Due to the miscalculations and unorganised attack on 7th and 8th July, General Phillips was dismissed from his post.[26] Plans on the 9th were not much better due to confusion and miscommunication once again. The 14th Battalion were ordered to the front line but congestion in the trenches meant that they were unable to get to their starting positions in time for the ordered attack. They then received orders late to return to their bivouac as it was too late to attack.[27] Due to the confusion most of the battalions used the day to regroup and make their positions more secure so that there would be no more large casualty numbers. The day of 10th July was to be a larger operation with the 14th Battalion RWF, with the 16th Battalion taking the left side of the wood setting off to the attack at 4.12am.[28]  The soldiers were told to take the wood ‘at all costs’ showing that the commanders at Headquarters were desperate to take the wood after the failure to capture it on the first day.[29] One account from E.M. Edwards remembering the attack described how the Welsh identity was used to stir the troops before battle; ‘We attacked at 4am on July 10th 1916. We were led by Lieutenant Venmore whose last words before going over the top were ‘Don’t forget the regiment you belong to”.[30] In the 14th Battalion’s war diary it is noted that there was some confusion with the positioning of the 114th Brigade but it did not stop the advance.[31] The accounts written by Major General Marden give us a clear depiction of the start of the battle on 10th July:

‘At 3.50am the smoke barrage commenced at Strip Trench and drifted northeast effectively. At 4.05am the 13th and 14th Welsh advanced in waves of platoons at 100 yards’ interval in accordance with tactical instructions issued by the Fourth Army. It is very doubtful if this was a suitable formation considering the strength of the enemy’s machine guns, and it had already been abandoned by the French, who advanced as we did later in the war, by ‘packets’.[32]

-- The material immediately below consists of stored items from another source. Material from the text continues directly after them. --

// src/assemble.rs
//! Result assembler: positional buffer + prefix truncation.

use crate::fetch::Outcome;
use crate::provider::ContentItem;

/// Place every outcome at its ordinal and cut the result at the first empty slot.
///
/// Callers receive what a strictly sequential fetch would have produced had it
/// stopped at the first unrecoverable position: never a gap followed by data.
pub fn assemble<I>(count: usize, outcomes: I) -> Vec<ContentItem>
where
    I: IntoIterator<Item = Outcome>,
{
    let mut buffer: Vec<Option<ContentItem>> = (0..count).map(|_| None).collect();
    for outcome in outcomes {
        match buffer.get_mut(outcome.ordinal) {
            Some(cell) => *cell = outcome.item,
            None => tracing::warn!(
                target: "feed",
                ordinal = outcome.ordinal,
                count,
                "outcome outside the requested window dropped"
            ),
        }
    }
    truncate_at_first_gap(buffer)
}

/// Longest gap-free prefix of filled cells.
pub fn truncate_at_first_gap<T>(buffer: Vec<Option<T>>) -> Vec<T> {
    buffer.into_iter().map_while(|cell| cell).collect()
}
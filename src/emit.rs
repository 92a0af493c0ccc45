//! Outbound event encoding and delivery.
//!
//! The emitter is responsible for:
//! - expanding an `EdgeDecision` into wire events according to the configured protocol
//! - encoding events as JSON text messages
//! - writing them to the channel only while it is open
//!
//! The emitter MUST NOT:
//! - queue, buffer, or retry events that could not be delivered
//! - open, close, or reconnect the channel

use anyhow::{anyhow, Result};
use serde::{Deserialize, Serialize};
use std::str::FromStr;

use crate::gesture::{EdgeDecision, Transition};
use crate::transport::{Channel, ChannelState};

pub const DEFAULT_SHOT_MESSAGE: &str = "dead";

#[derive(Clone, Copy, Debug, PartialEq)]
pub enum OutboundEvent {
    Shot { position: [f32; 3] },
    Aim { position: [f32; 3] },
    Reset,
    HandPresence { present: bool },
}

/// Wire protocol spoken to the game server.
#[derive(Clone, Debug, PartialEq, Eq, Deserialize)]
#[serde(tag = "kind", rename_all = "snake_case")]
pub enum Protocol {
    /// `{"shoot":bool,"position":[x,y,z]}` per fire, plus aim updates.
    ShootFlag {
        #[serde(default = "default_stream_aim")]
        stream_aim: bool,
    },
    /// `{"message":"dead"}` per fire, optional message on rearm.
    Message {
        #[serde(default = "default_shot_message")]
        shot_message: String,
        #[serde(default)]
        reset_message: Option<String>,
    },
    /// `{"handPresence":bool}` every tick.
    Presence,
}

fn default_stream_aim() -> bool {
    true
}

fn default_shot_message() -> String {
    DEFAULT_SHOT_MESSAGE.to_string()
}

impl Default for Protocol {
    fn default() -> Self {
        Protocol::ShootFlag { stream_aim: true }
    }
}

impl FromStr for Protocol {
    type Err = anyhow::Error;

    fn from_str(s: &str) -> Result<Self, Self::Err> {
        match s.trim().to_ascii_lowercase().as_str() {
            "shoot_flag" | "shoot-flag" | "shoot" => Ok(Protocol::default()),
            "message" => Ok(Protocol::Message {
                shot_message: default_shot_message(),
                reset_message: None,
            }),
            "presence" => Ok(Protocol::Presence),
            other => Err(anyhow!(
                "unknown protocol '{}' (expected shoot_flag, message or presence)",
                other
            )),
        }
    }
}

#[derive(Serialize)]
struct ShootPayload {
    shoot: bool,
    position: [f32; 3],
}

#[derive(Serialize)]
struct MessagePayload<'a> {
    message: &'a str,
}

#[derive(Serialize)]
#[serde(rename_all = "camelCase")]
struct PresencePayload {
    hand_present: bool,
}

impl Protocol {
    pub fn name(&self) -> &'static str {
        match self {
            Protocol::ShootFlag { .. } => "shoot_flag",
            Protocol::Message { .. } => "message",
            Protocol::Presence => "presence",
        }
    }

    /// Events to send for one tick's decision, in send order.
    pub fn events(&self, decision: &EdgeDecision) -> Vec<OutboundEvent> {
        match self {
            Protocol::ShootFlag { stream_aim } => match (decision.transition, decision.position) {
                (Transition::Fire, Some(position)) => vec![OutboundEvent::Shot { position }],
                (_, Some(position)) if *stream_aim && decision.hand_present => {
                    vec![OutboundEvent::Aim { position }]
                }
                _ => Vec::new(),
            },
            Protocol::Message { reset_message, .. } => match decision.transition {
                Transition::Fire => vec![OutboundEvent::Shot {
                    position: decision.position.unwrap_or_default(),
                }],
                Transition::Rearm if reset_message.is_some() => vec![OutboundEvent::Reset],
                _ => Vec::new(),
            },
            Protocol::Presence => vec![OutboundEvent::HandPresence {
                present: decision.hand_present,
            }],
        }
    }

    /// Encode one event. `Ok(None)` means this protocol has no wire form for it.
    pub fn encode(&self, event: &OutboundEvent) -> Result<Option<String>> {
        let text = match (self, event) {
            (Protocol::ShootFlag { .. }, OutboundEvent::Shot { position }) => {
                serde_json::to_string(&ShootPayload {
                    shoot: true,
                    position: *position,
                })?
            }
            (Protocol::ShootFlag { .. }, OutboundEvent::Aim { position }) => {
                serde_json::to_string(&ShootPayload {
                    shoot: false,
                    position: *position,
                })?
            }
            (Protocol::Message { shot_message, .. }, OutboundEvent::Shot { .. }) => {
                serde_json::to_string(&MessagePayload {
                    message: shot_message,
                })?
            }
            (
                Protocol::Message {
                    reset_message: Some(reset_message),
                    ..
                },
                OutboundEvent::Reset,
            ) => serde_json::to_string(&MessagePayload {
                message: reset_message,
            })?,
            (Protocol::Presence, OutboundEvent::HandPresence { present }) => {
                serde_json::to_string(&PresencePayload {
                    hand_present: *present,
                })?
            }
            _ => return Ok(None),
        };
        Ok(Some(text))
    }
}

// ----------------------------------------------------------------------------
// Delivery
// ----------------------------------------------------------------------------

#[derive(Clone, Copy, Debug, PartialEq, Eq)]
pub enum DropReason {
    NotReady(ChannelState),
    WriteFailed,
    Unencodable,
}

#[derive(Clone, Copy, Debug, PartialEq, Eq)]
pub enum Delivery {
    Sent,
    Dropped(DropReason),
}

impl Delivery {
    pub fn is_sent(&self) -> bool {
        matches!(self, Delivery::Sent)
    }
}

#[derive(Clone, Copy, Debug, Default, PartialEq, Eq)]
pub struct EmitStats {
    pub sent: u64,
    pub dropped: u64,
}

pub struct EventEmitter {
    protocol: Protocol,
    stats: EmitStats,
    write_failing: bool,
}

impl EventEmitter {
    pub fn new(protocol: Protocol) -> Self {
        Self {
            protocol,
            stats: EmitStats::default(),
            write_failing: false,
        }
    }

    pub fn protocol(&self) -> &Protocol {
        &self.protocol
    }

    pub fn stats(&self) -> EmitStats {
        self.stats
    }

    /// Send one event if the channel is open. Never retried.
    pub fn emit(&mut self, event: &OutboundEvent, channel: &dyn Channel) -> Delivery {
        let delivery = self.deliver(event, channel);
        match delivery {
            Delivery::Sent => self.stats.sent += 1,
            Delivery::Dropped(reason) => {
                self.stats.dropped += 1;
                log::trace!("dropped {:?}: {:?}", event, reason);
            }
        }
        delivery
    }

    /// Expand a decision into protocol events and emit each.
    pub fn dispatch(
        &mut self,
        decision: &EdgeDecision,
        channel: &dyn Channel,
    ) -> Vec<(OutboundEvent, Delivery)> {
        self.protocol
            .events(decision)
            .into_iter()
            .map(|event| {
                let delivery = self.emit(&event, channel);
                (event, delivery)
            })
            .collect()
    }

    fn deliver(&mut self, event: &OutboundEvent, channel: &dyn Channel) -> Delivery {
        let state = channel.state();
        if state != ChannelState::Open {
            return Delivery::Dropped(DropReason::NotReady(state));
        }

        let text = match self.protocol.encode(event) {
            Ok(Some(text)) => text,
            Ok(None) => return Delivery::Dropped(DropReason::Unencodable),
            Err(e) => {
                log::warn!("failed to encode {:?}: {}", event, e);
                return Delivery::Dropped(DropReason::Unencodable);
            }
        };

        match channel.send_text(&text) {
            Ok(()) => {
                if self.write_failing {
                    log::info!("event writes recovered");
                    self.write_failing = false;
                }
                if matches!(event, OutboundEvent::Shot { .. }) {
                    log::info!("shot sent: {}", text);
                }
                Delivery::Sent
            }
            Err(e) => {
                if !self.write_failing {
                    log::warn!("event write failed: {:#}", e);
                    self.write_failing = true;
                }
                Delivery::Dropped(DropReason::WriteFailed)
            }
        }
    }
}
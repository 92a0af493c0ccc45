use anyhow::{anyhow, bail, Context, Result};
use serde::Deserialize;
use std::io::{self, BufRead, BufReader, Write};
use std::path::Path;
use std::process::{Child, ChildStdin, ChildStdout, Command, Stdio};
use std::sync::mpsc::{self, Receiver, RecvTimeoutError, SyncSender, TrySendError};
use std::time::{Duration, Instant};
use zeroize::Zeroize;

use crate::detect::backend::{ClassifierOptions, GestureClassifier};
use crate::detect::result::Recognition;
use crate::frame::FRAME_CHANNELS;
use crate::session::StopHandle;

const READY_LINE: &str = "READY";
const WAIT_SLICE: Duration = Duration::from_millis(20);
const FRAME_HEADER_LEN: usize = 20;

/// One reply line from the helper process.
#[derive(Deserialize)]
struct Reply {
    #[serde(flatten)]
    recognition: Recognition,
    #[serde(default)]
    error: Option<String>,
}

/// Classifier hosted in an external helper process (e.g. a MediaPipe script).
///
/// Protocol over the child's stdio:
/// 1. The child prints `READY` once its model is loaded.
/// 2. Per frame we write `timestamp_ms: u64`, `width: u32`, `height: u32`,
///    `channels: u32` (all little-endian) followed by the packed pixels.
/// 3. The child answers with one JSON line: a recognition object, or
///    `{"error": "..."}` for a per-frame failure.
///
/// Pipe I/O runs on two helper threads so that every wait is bounded by
/// `ready_timeout`/`reply_timeout` and by the stop handle. A helper that
/// misses a deadline is killed.
pub struct ProcessClassifier {
    child: Child,
    frames: Option<SyncSender<Vec<u8>>>,
    lines: Receiver<io::Result<String>>,
    program: String,
    reply_timeout: Duration,
    stop: StopHandle,
    closed: bool,
}

impl ProcessClassifier {
    /// Spawn the helper and wait for its ready signal.
    ///
    /// The model path and options are appended to `command` as
    /// `--model <path> --num-hands <n> --running-mode <mode> --delegate <d>`.
    /// Waiting gives up early once `stop` is set.
    pub fn spawn(
        command: &[String],
        model_asset: &Path,
        options: &ClassifierOptions,
        stop: &StopHandle,
    ) -> Result<Self> {
        let (program, args) = command
            .split_first()
            .ok_or_else(|| anyhow!("classifier command is empty"))?;

        log::info!("starting classifier process {}", program);
        let mut child = Command::new(program)
            .args(args)
            .arg("--model")
            .arg(model_asset)
            .arg("--num-hands")
            .arg(options.num_hands.to_string())
            .arg("--running-mode")
            .arg(options.running_mode.as_str())
            .arg("--delegate")
            .arg(options.delegate.as_str())
            .stdin(Stdio::piped())
            .stdout(Stdio::piped())
            .stderr(Stdio::inherit())
            .spawn()
            .with_context(|| format!("failed to start classifier process {}", program))?;

        let (stdin, stdout) = match (child.stdin.take(), child.stdout.take()) {
            (Some(stdin), Some(stdout)) => (stdin, stdout),
            _ => {
                let _ = child.kill();
                let _ = child.wait();
                bail!("classifier process {} has no stdio pipes", program);
            }
        };

        let pipes = spawn_reader(stdout).and_then(|lines| Ok((lines, spawn_writer(stdin)?)));
        let (lines, frames) = match pipes {
            Ok(pipes) => pipes,
            Err(e) => {
                let _ = child.kill();
                let _ = child.wait();
                return Err(e);
            }
        };

        let mut classifier = Self {
            child,
            frames: Some(frames),
            lines,
            program: program.clone(),
            reply_timeout: options.reply_timeout,
            stop: stop.clone(),
            closed: false,
        };
        if let Err(e) = classifier.await_ready(options.ready_timeout) {
            classifier.close();
            return Err(e);
        }
        log::info!("classifier process {} ready", classifier.program);
        Ok(classifier)
    }

    fn await_ready(&mut self, timeout: Duration) -> Result<()> {
        let line = self
            .next_line(timeout)
            .context("wait for classifier ready signal")?;
        if line.trim() != READY_LINE {
            bail!(
                "classifier process {} did not signal ready, got: {}",
                self.program,
                line.trim()
            );
        }
        Ok(())
    }

    /// Next stdout line, bounded by `timeout` and the stop handle.
    fn next_line(&mut self, timeout: Duration) -> Result<String> {
        let deadline = Instant::now() + timeout;
        loop {
            if self.stop.is_stopped() {
                bail!("classifier process {} abandoned: stopping", self.program);
            }
            let now = Instant::now();
            if now >= deadline {
                self.close();
                bail!(
                    "classifier process {} did not answer within {:?}; killed",
                    self.program,
                    timeout
                );
            }
            match self.lines.recv_timeout(WAIT_SLICE.min(deadline - now)) {
                Ok(Ok(line)) => return Ok(line),
                Ok(Err(e)) => {
                    return Err(anyhow::Error::new(e)
                        .context(format!("read from classifier process {}", self.program)))
                }
                Err(RecvTimeoutError::Timeout) => continue,
                Err(RecvTimeoutError::Disconnected) => {
                    bail!("classifier process {} closed its output", self.program)
                }
            }
        }
    }

    fn send_frame(&mut self, pixels: &[u8], width: u32, height: u32, timestamp_ms: u64) -> Result<()> {
        let frames = self
            .frames
            .as_ref()
            .ok_or_else(|| anyhow!("classifier process {} is closed", self.program))?;
        let mut message = Vec::with_capacity(FRAME_HEADER_LEN + pixels.len());
        message.extend_from_slice(&timestamp_ms.to_le_bytes());
        message.extend_from_slice(&width.to_le_bytes());
        message.extend_from_slice(&height.to_le_bytes());
        message.extend_from_slice(&FRAME_CHANNELS.to_le_bytes());
        message.extend_from_slice(pixels);
        match frames.try_send(message) {
            Ok(()) => Ok(()),
            Err(TrySendError::Full(mut message)) => {
                message.zeroize();
                bail!("classifier process {} is still busy with a frame", self.program)
            }
            Err(TrySendError::Disconnected(mut message)) => {
                message.zeroize();
                bail!("classifier process {} stopped reading frames", self.program)
            }
        }
    }
}

fn spawn_reader(stdout: ChildStdout) -> Result<Receiver<io::Result<String>>> {
    let (tx, rx) = mpsc::channel();
    std::thread::Builder::new()
        .name("classifier-stdout".to_string())
        .spawn(move || {
            for line in BufReader::new(stdout).lines() {
                let failed = line.is_err();
                if tx.send(line).is_err() || failed {
                    break;
                }
            }
        })
        .context("spawn classifier reader thread")?;
    Ok(rx)
}

fn spawn_writer(mut stdin: ChildStdin) -> Result<SyncSender<Vec<u8>>> {
    let (tx, rx) = mpsc::sync_channel::<Vec<u8>>(1);
    std::thread::Builder::new()
        .name("classifier-stdin".to_string())
        .spawn(move || {
            for mut message in rx {
                let written = stdin.write_all(&message).and_then(|_| stdin.flush());
                message.zeroize();
                if let Err(e) = written {
                    log::debug!("classifier stdin closed: {}", e);
                    break;
                }
            }
        })
        .context("spawn classifier writer thread")?;
    Ok(tx)
}

impl GestureClassifier for ProcessClassifier {
    fn name(&self) -> &'static str {
        "process"
    }

    fn recognize(
        &mut self,
        pixels: &[u8],
        width: u32,
        height: u32,
        timestamp_ms: u64,
    ) -> Result<Recognition> {
        if self.closed {
            bail!("classifier process {} is closed", self.program);
        }
        self.send_frame(pixels, width, height, timestamp_ms)
            .with_context(|| format!("send frame to classifier process {}", self.program))?;

        let timeout = self.reply_timeout;
        let line = self.next_line(timeout).context("read classifier reply")?;
        let reply: Reply = serde_json::from_str(line.trim())
            .with_context(|| format!("invalid classifier reply: {}", line.trim()))?;
        if let Some(error) = reply.error {
            bail!("classifier error: {}", error);
        }
        Ok(reply.recognition)
    }

    fn close(&mut self) {
        if self.closed {
            return;
        }
        self.closed = true;
        self.frames = None;
        let _ = self.child.kill();
        let _ = self.child.wait();
        log::info!("classifier process {} stopped", self.program);
    }
}

impl Drop for ProcessClassifier {
    fn drop(&mut self) {
        self.close();
    }
}
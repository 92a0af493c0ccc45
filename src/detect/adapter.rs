use crate::frame::FrameSample;
use crate::gesture::{HandObservation, LabelVocabulary};

use super::backend::GestureClassifier;

/// Wraps the external classifier for the scheduling loop.
///
/// The adapter never fails: a missing classifier, a classifier error, or a
/// regressing timestamp all mean "no hands" for that tick.
pub struct ClassifierAdapter {
    classifier: Option<Box<dyn GestureClassifier>>,
    vocabulary: LabelVocabulary,
    last_timestamp_ms: Option<u64>,
    failing: bool,
    calls: u64,
    failures: u64,
}

impl ClassifierAdapter {
    pub fn new(classifier: Option<Box<dyn GestureClassifier>>, vocabulary: LabelVocabulary) -> Self {
        Self {
            classifier,
            vocabulary,
            last_timestamp_ms: None,
            failing: false,
            calls: 0,
            failures: 0,
        }
    }

    pub fn is_ready(&self) -> bool {
        self.classifier.is_some()
    }

    /// Classifier invocations so far.
    pub fn calls(&self) -> u64 {
        self.calls
    }

    pub fn failures(&self) -> u64 {
        self.failures
    }

    /// Classify one sampled frame.
    pub fn classify(&mut self, sample: &FrameSample) -> Vec<HandObservation> {
        let Some(classifier) = self.classifier.as_mut() else {
            return Vec::new();
        };

        let timestamp_ms = sample.timestamp_ms();
        if let Some(last) = self.last_timestamp_ms {
            if timestamp_ms < last {
                log::debug!(
                    "skipping classification: timestamp {}ms precedes {}ms",
                    timestamp_ms,
                    last
                );
                return Vec::new();
            }
        }
        self.last_timestamp_ms = Some(timestamp_ms);
        self.calls += 1;

        let view = sample.frame.inference_view();
        match view.run_classifier(classifier.as_mut(), timestamp_ms) {
            Ok(recognition) => {
                if self.failing {
                    log::info!("classifier {} recovered", classifier.name());
                    self.failing = false;
                }
                recognition.into_observations(&self.vocabulary)
            }
            Err(e) => {
                self.failures += 1;
                if !self.failing {
                    log::warn!("classifier {} failed: {:#}", classifier.name(), e);
                    self.failing = true;
                }
                Vec::new()
            }
        }
    }

    /// Close and drop the classifier.
    pub fn close(&mut self) {
        if let Some(mut classifier) = self.classifier.take() {
            classifier.close();
        }
    }
}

The fact that the smoke barrage was favourable this time bode well for the second movement on the wood. The criticism of the ‘platoon formation’ going at intervals is justified as although it might work on paper, human error and changes of circumstance must be accounted for as troops would most definitely not meet every target at the precise time, especially when factoring in enemy fire. This criticism is also re-stated by Hicks who writes that because the undergrowth was so thick and visibility was poor, the soldiers had to rely on timed barrages and because ground conditions were not considered, the Welsh attack started to waver.[33] The fact that the French had abandoned the tactic of the platoon formation should have been an indication that the strategy was not the best when approaching heavy German fire, especially considering the more adverse conditions that the Welsh Division were faced with due to wood combat. The problem with timed platoon advancement is the fact that it opens up the possibility of soldiers being shot by their own side if they don’t reach their objective on time. This would have resulted in many avoidable casualties. The Division was given strict orders during this period to stay off roads and when advancing in the wood they should advance in ‘small columns’.[34]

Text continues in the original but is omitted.